America Essay Contest: Grandeur From Sea to Shining Sea

America Essay Contest: Grandeur From Sea to Shining Sea
Tourists beside the North Window Arch at sunset in the Arches National Park near Moab, Utah on April 22, 2018. The park has over 2000 arches that were formed over 100 million years by a combination of water, ice, extreme temperatures and underground salt movement. (Mark Ralston/AFP via Getty Images)
Michael Landau

Why do I love America? The answer is simple: the place is beautiful. Absolutely beautiful. It is indeed a land of enchantment. We live in a country that offers natural wonders and variety like no other place on earth.

Consider just one example: where on this whole planet can we find the magnificent canyon country that we have in the Southwest? Where, for example, will you find a place like Arches National Park in Utah with its magnificent rock formations? It is unique to America. Add to that the great forests of the Northwest, the prairies, the Great Lakes, the beaches of the coasts, the Everglades, the Low Country of the Carolinas, the, rugged Rocky mountains, the Appalachians, the rocky coast of Maine—the list goes on and on, from “sea to shining sea,” as the song says and, indeed, in this respect, “America the Beautiful” is, alongside the “Star Spangled Banner,” a true national anthem.

In terms of its natural beauty, the United States of America is truly a blessed land. And the other blessing we have, as Americans, thanks to our founding fathers, is the freedom to enjoy this at our leisure. That is the other reason why I love America. The Declaration of Independence does not guarantee us happiness, but rather gives us, along with liberty, the right to pursue happiness. And what more wholesome and fulfilling pursuit is there than to avail ourselves of the manifold natural wonders, too numerous to list, that this country has to offer?

Not all Americans in their workaday routines have the opportunity to step into the American landscape so easily. But back in the eighties, I had a sabbatical from my job as a teacher, and I decided this was the opportunity to see and experience the America of which I'd only seen in pictures or in movies, so I planned a camping trip for the month of June—tent camping, not RV camping, keeping it simple and close to the earth. My target was the four corners area of the Southwest, always aware that I could only experience a small slice of America in thirty days. I would camp out, avoiding the cities and commercial establishments and try to discover God's country.

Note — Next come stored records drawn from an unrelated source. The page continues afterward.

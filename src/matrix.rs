//! # Matrix Builder
//!
//! Combines per-parameter value sets into a covering array: every combination
//! of `strength` parameters sees every tuple of their values in at least one
//! row, while the row count stays near `v^strength` instead of `v^n`.
//!
//! ## Construction
//!
//! Parameters are ordered by name and their values are the boundary values
//! followed by any equivalence-class representatives not already present.
//! Rows are built greedily:
//!
//! 1. Seed the row with the first uncovered tuple (combinations in
//!    lexicographic order of parameter names, tuples in value-index order).
//! 2. For each still-unassigned parameter, in name order, pick the value that
//!    covers the most uncovered tuples among already-assigned parameters.
//!    Ties go to the value that leaves the most partner combinations with an
//!    uncovered tuple still reachable from the partial row, then to the lowest
//!    value index, so a parameter that gains nothing either way is fixed to
//!    its lowest-index representative.
//! 3. Mark every tuple the row covers and repeat until none remain.
//!
//! Identical input always yields the identical matrix.
//!
//! The builder also emits the [`CoverageUniverse`]: the fixed set of
//! behavioral predicates (boundaries, classes, interaction tuples) that the
//! coverage model measures against.

use log::{debug, info};
use rand::SeedableRng;
use rand_chacha::ChaCha8Rng;
use std::collections::BTreeMap;

use crate::case::{Provenance, TestCase};
use crate::domain::{
    derive_seed, draw, generate_boundaries_at_depth, generate_equivalence_classes, Bindings, Constraint,
    GenerationError, Value, DEFAULT_BOUNDARY_DEPTH,
};

/// Parameter name to constraint, ordered by name.
pub type Signature = BTreeMap<String, Constraint>;

/// Result type for matrix construction
pub type MatrixResult<T> = Result<T, MatrixError>;

#[derive(Debug, Clone, PartialEq, thiserror::Error)]
pub enum MatrixError {
    #[error("strength must be at least 1, got {0}")]
    InvalidStrength(usize),

    #[error("parameter '{parameter}': {source}")]
    Parameter {
        parameter: String,
        #[source]
        source: GenerationError,
    },
}

impl MatrixError {
    /// Whether the failure is an unreducible infinite domain.
    pub fn is_unbounded_domain(&self) -> bool {
        matches!(self, MatrixError::Parameter { source: GenerationError::UnboundedDomain(_), .. })
    }
}

/// The reduced value set of one parameter.
#[derive(Debug, Clone, PartialEq)]
pub struct ParameterDomain {
    pub name: String,
    pub boundaries: Vec<Value>,
    pub classes: Vec<Value>,
    /// Boundaries followed by classes not already among them.
    pub values: Vec<Value>,
}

I flew from New York to Denver, rented a car and drove straight out of town and up to Rocky Mountain National Park, a place of wild beauty. Colorado, with its many peaks is called the “rooftop" of the United States. I drove to Arizona and saw the Grand Canyon, which had only existed as a calendar picture for me, and which Theodore Roosevelt called "the one great sight...every American should see.” The great majority of Americans peek out over the rim of the Canyon and then climb back into their cars. I had made prior arrangements to take the mule trip down the canyon, an unforgettable experience.

I went for a couple of rafting trips on the Colorado and Arkansas rivers. I went to a cattle auction filled with cowboys, I witnessed a small town rodeo where Native Americans were the contestants. I visited the place of their ancestors, the cliff dwellings of the ancient Anazasi, whose pueblos I only knew from pictures in my elementary school history books. I visited the ancient pueblos and danced with Native Americans in Taos, New Mexico. I camped out in the Painted Desert and fell asleep to the howling of unseen coyotes.

The month went swiftly and when it came time to fly home, I had the feeling that I had been in closer contact with America than I had ever been before. I felt blessed and privileged, and so very impressed with our beautiful land. What a gift to live in this land and have the liberty and opportunity to experience the astonishing beauty of the Southwest!

A great part of that opportunity was afforded by the creation of the National Parks. Theodore Roosevelt's accomplishments as a politician are well known, but probably his greatest gift to the American people was his pioneering efforts in the creation of five of our National Parks. Since then the list has grown to some fifty-eight, each one with its own particular appeal, and each guaranteeing that all these magnificent wilderness areas would be protected for all future generations of Americans.

Again, the unmatched, superb grandeur of this country and the freedom to enjoy it. That is why I love America.

Michael Landau is a retired high school English teacher and local artist living in Rome, New York.
This essay was entered in the Epoch Times "Why I Love America" contest.
Views expressed in this article are the opinions of the author and do not necessarily reflect the views of The Epoch Times.
Views expressed in this article are opinions of the author and do not necessarily reflect the views of The Epoch Times.